Tell me about your experience working on “Dos mujeres, un camino”…
I was in Mexico doing a movie in Spanish, but I was getting dubbed in Spanish, because I didn't know how to read or speak Spanish. So this producer from Televisa comes up to me and says ‘We want to do a show. We'll make it so you were born in Mexico, you were raised in San Diego, then you come back to Mexico to live.' And I said ‘oh cool, I'm going to speak Spanglish.' Then the first script came to me and it was all in Spanish, and I said ‘I can't do this!' I couldn't even read it! So I asked my manager to tell Televisa I wanted $500,000 for 100 episodes, thinking they'd go away. But they came back and said ok. [So I told them] I want a car, a chauffeur, a bodyguard and a cook, and I want $75,000 wired to my account. I figured they'd go away after that. And they said ok. So now, I'm really stuck. So I went to a language academy, got an instructor for six weeks and learned to read Spanish. It [was] the longest-running, highest-rated soap opera in the history of Latin television. It was 457 episodes…I made over $2 million doing that show.

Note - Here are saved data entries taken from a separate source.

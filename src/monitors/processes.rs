use std::sync::Arc;
use std::time::Duration;

use anyhow::{bail, Context, Result};
use log::{info, warn};
use sysinfo::{ProcessesToUpdate, System};
use tokio::task::JoinHandle;
use tokio::time::MissedTickBehavior;
use tokio_util::sync::CancellationToken;

use crate::events::{EventKind, SecurityEvent};
use crate::host::Notifier;
use crate::report::Reporter;
use crate::session::SessionContext;

#[derive(Debug, Clone)]
pub struct ProcessWatchConfig {
    pub initial_delay: Duration,
    pub interval: Duration,
    /// Lowercased at scan time; matched as substrings of process names.
    pub denylist: Vec<String>,
}

/// Start/stop handle for the background process scan.
pub struct ProcessWatchController {
    handle: Option<JoinHandle<()>>,
    cancel_token: Option<CancellationToken>,
}

impl ProcessWatchController {
    pub fn new() -> Self {
        Self {
            handle: None,
            cancel_token: None,
        }
    }

    pub fn is_running(&self) -> bool {
        self.handle.is_some()
    }

    pub fn start(
        &mut self,
        context: SessionContext,
        reporter: Reporter,
        notifier: Arc<dyn Notifier>,
        config: ProcessWatchConfig,
    ) -> Result<()> {
        if self.handle.is_some() {
            bail!("process watcher already active");
        }

        let cancel_token = CancellationToken::new();
        let token_clone = cancel_token.clone();

        let handle = tokio::spawn(watch_loop(context, reporter, notifier, config, token_clone));

        self.handle = Some(handle);
        self.cancel_token = Some(cancel_token);
        Ok(())
    }

    pub async fn stop(&mut self) -> Result<()> {
        if let Some(token) = self.cancel_token.take() {
            token.cancel();
        }

        if let Some(handle) = self.handle.take() {
            handle
                .await
                .context("process watch task failed to join")
                .map(|_| ())
        } else {
            Ok(())
        }
    }
}

impl Default for ProcessWatchController {
    fn default() -> Self {
        Self::new()
    }
}

async fn watch_loop(
    context: SessionContext,
    reporter: Reporter,
    notifier: Arc<dyn Notifier>,
    config: ProcessWatchConfig,
    cancel_token: CancellationToken,
) {
    let start = tokio::time::Instant::now() + config.initial_delay;
    let mut ticker = tokio::time::interval_at(start, config.interval);
    ticker.set_missed_tick_behavior(MissedTickBehavior::Delay);

    let mut scanner = ProcessScanner::new(config.denylist);

    loop {
        tokio::select! {
            _ = ticker.tick() => {
                if !context.is_active() {
                    continue;
                }

                let matches = scanner.scan();
                if matches.is_empty() {
                    continue;
                }

                warn!("suspicious applications detected: {}", matches.join(", "));

                let event = SecurityEvent::new(
                    EventKind::SuspiciousProcess,
                    &context.snapshot(),
                )
                .with_payload("applications", &matches.join(", "));
                reporter.report(event);

                // Informational only: one notice, no counter, no voiding.
                notifier.show_notice(
                    "External Applications Detected",
                    &format!(
                        "The following applications have been detected running:\n\n{}\n\n\
                         Using external applications during the exam may be considered cheating.\n\
                         This activity has been logged.",
                        matches.join("\n")
                    ),
                );
            }
            _ = cancel_token.cancelled() => {
                info!("process watcher shutting down");
                break;
            }
        }
    }
}

struct ProcessScanner {
    system: System,
    denylist: Vec<String>,
}

impl ProcessScanner {
    fn new(denylist: Vec<String>) -> Self {
        Self {
            system: System::new(),
            denylist: denylist
                .into_iter()
                .map(|entry| entry.to_lowercase())
                .collect(),
        }
    }

    fn scan(&mut self) -> Vec<String> {
        self.system.refresh_processes(ProcessesToUpdate::All);

        let names = self
            .system
            .processes()
            .values()
            .map(|process| process.name().to_string_lossy().into_owned());
        match_denylist(names, &self.denylist)
    }
}

/// Denylist entries that appear, case-insensitively, as a substring of any
/// running process name. Sorted and deduplicated so multiple processes of
/// one application report once.
fn match_denylist(names: impl Iterator<Item = String>, denylist: &[String]) -> Vec<String> {
    let mut hits = Vec::new();
    for name in names {
        let name = name.to_lowercase();
        for entry in denylist {
            if name.contains(entry.as_str()) {
                hits.push(entry.clone());
            }
        }
    }
    hits.sort();
    hits.dedup();
    hits
}
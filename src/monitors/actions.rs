use std::collections::BTreeMap;
use std::sync::Arc;

use log::warn;

use crate::events::{EventKind, SecurityEvent};
use crate::host::Notifier;
use crate::report::Reporter;
use crate::session::SessionContext;

/// Verdict returned to the host's pre-dispatch hook.
#[derive(Debug, Clone, Copy, PartialEq, Eq)]
pub enum ActionDecision {
    Allow,
    Deny,
}

/// Blocks a configured set of menu/keyboard actions while a session is
/// active, deciding by action id before the host dispatches the action.
pub struct ActionInterceptor {
    context: SessionContext,
    reporter: Reporter,
    notifier: Arc<dyn Notifier>,
    restricted: BTreeMap<String, String>,
    blocked_attempts: u32,
}

impl ActionInterceptor {
    pub fn new(
        context: SessionContext,
        reporter: Reporter,
        notifier: Arc<dyn Notifier>,
        restricted: BTreeMap<String, String>,
    ) -> Self {
        Self {
            context,
            reporter,
            notifier,
            restricted,
            blocked_attempts: 0,
        }
    }

    pub fn before_action(&mut self, action_id: &str) -> ActionDecision {
        if !self.context.is_active() {
            return ActionDecision::Allow;
        }
        let Some(label) = self.restricted.get(action_id).cloned() else {
            return ActionDecision::Allow;
        };

        self.blocked_attempts += 1;

        let event = SecurityEvent::new(EventKind::SettingsBlocked, &self.context.snapshot())
            .with_payload("actionId", action_id)
            .with_payload("label", &label)
            .with_warning_count(self.blocked_attempts);
        self.reporter.report(event);

        self.notifier.show_warning(
            "Restricted Action",
            &format!(
                "The action you attempted ({label}) is restricted during the exam.\n\n\
                 This activity has been logged."
            ),
        );

        ActionDecision::Deny
    }

    /// Best-effort shortcut watch. A literal comma commonly precedes the
    /// settings shortcut; warn when it is typed. The host hook cannot
    /// reliably consume global shortcut keystrokes, so this is advisory
    /// only and returns nothing.
    pub fn before_keystroke(&self, character: char) {
        if !self.context.is_active() || character != ',' {
            return;
        }

        warn!("settings shortcut keystroke observed during active session");
        self.notifier.show_warning(
            "Restricted Action",
            "Access to settings is restricted during the exam.\n\nThis activity has been logged.",
        );
    }
}

#[cfg(test)]
mod tests {
    use super::*;
    use crate::config::ProctorConfig;
    use crate::report::testing;
    use crate::host::mock::RecordingNotifier;
    use crate::session::SessionSnapshot;

    fn active_context() -> SessionContext {
        let context = SessionContext::new();
        context.begin(SessionSnapshot {
            session_id: Some("42".into()),
            client_name: Some("Alice".into()),
            roll_number: Some("R001".into()),
            ..Default::default()
        });
        context
    }

    fn interceptor_with(
        context: SessionContext,
        notifier: Arc<RecordingNotifier>,
    ) -> (
        ActionInterceptor,
        tokio::sync::mpsc::UnboundedReceiver<SecurityEvent>,
    ) {
        let (reporter, rx) = testing::capture_pair();
        let restricted = ProctorConfig::default().restricted_actions;
        (
            ActionInterceptor::new(context, reporter, notifier, restricted),
            rx,
        )
    }

    #[test]
    fn test_restricted_action_is_denied_and_reported() {
        let notifier = Arc::new(RecordingNotifier::default());
        let (mut interceptor, mut rx) = interceptor_with(active_context(), notifier.clone());

        assert_eq!(interceptor.before_action("ShowSettings"), ActionDecision::Deny);

        let events = testing::drain(&mut rx);
        assert_eq!(events.len(), 1);
        assert_eq!(events[0].kind, EventKind::SettingsBlocked);
        assert_eq!(
            events[0].payload.get("actionId").map(String::as_str),
            Some("ShowSettings")
        );
        assert_eq!(notifier.message_count(), 1);
    }

    #[test]
    fn test_unrestricted_action_is_allowed() {
        let notifier = Arc::new(RecordingNotifier::default());
        let (mut interceptor, mut rx) = interceptor_with(active_context(), notifier.clone());

        assert_eq!(interceptor.before_action("EditorPaste"), ActionDecision::Allow);
        assert!(testing::drain(&mut rx).is_empty());
        assert_eq!(notifier.message_count(), 0);
    }

    #[test]
    fn test_everything_allowed_without_session() {
        let notifier = Arc::new(RecordingNotifier::default());
        let (mut interceptor, mut rx) = interceptor_with(SessionContext::new(), notifier.clone());

        assert_eq!(interceptor.before_action("ShowSettings"), ActionDecision::Allow);
        interceptor.before_keystroke(',');

        assert!(testing::drain(&mut rx).is_empty());
        assert_eq!(notifier.message_count(), 0);
    }

    #[test]
    fn test_blocked_attempts_accumulate() {
        let notifier = Arc::new(RecordingNotifier::default());
        let (mut interceptor, mut rx) = interceptor_with(active_context(), notifier);

        interceptor.before_action("ShowSettings");
        interceptor.before_action("ConfigurePlugins");

        let events = testing::drain(&mut rx);
        assert_eq!(events[0].warning_count, Some(1));
        assert_eq!(events[1].warning_count, Some(2));
    }

    #[test]
    fn test_comma_keystroke_warns_but_emits_no_event() {
        let notifier = Arc::new(RecordingNotifier::default());
        let (interceptor, mut rx) = interceptor_with(active_context(), notifier.clone());

        interceptor.before_keystroke(',');
        interceptor.before_keystroke('a');

        assert!(testing::drain(&mut rx).is_empty());
        assert_eq!(notifier.message_count(), 1);
    }
}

Was it fulfilling to act in Spanish?
It endeared me more to the Hispanics in Mexico and around the world. And the people absolutely loved the fact that here I was a Hispanic-American in America, successful, and then coming to their country, learning the culture, learning the language, to do work there. How cool is that? They loved me for it.
In addition to all your successes, you're also considered a sort of cult hero. Why do you think that is?
I think it's because a lot of them grew up watching me, and when they see me and they meet me it reminds them of good times in their lives. Maybe because that period was a good, quiet, wonderful period in America.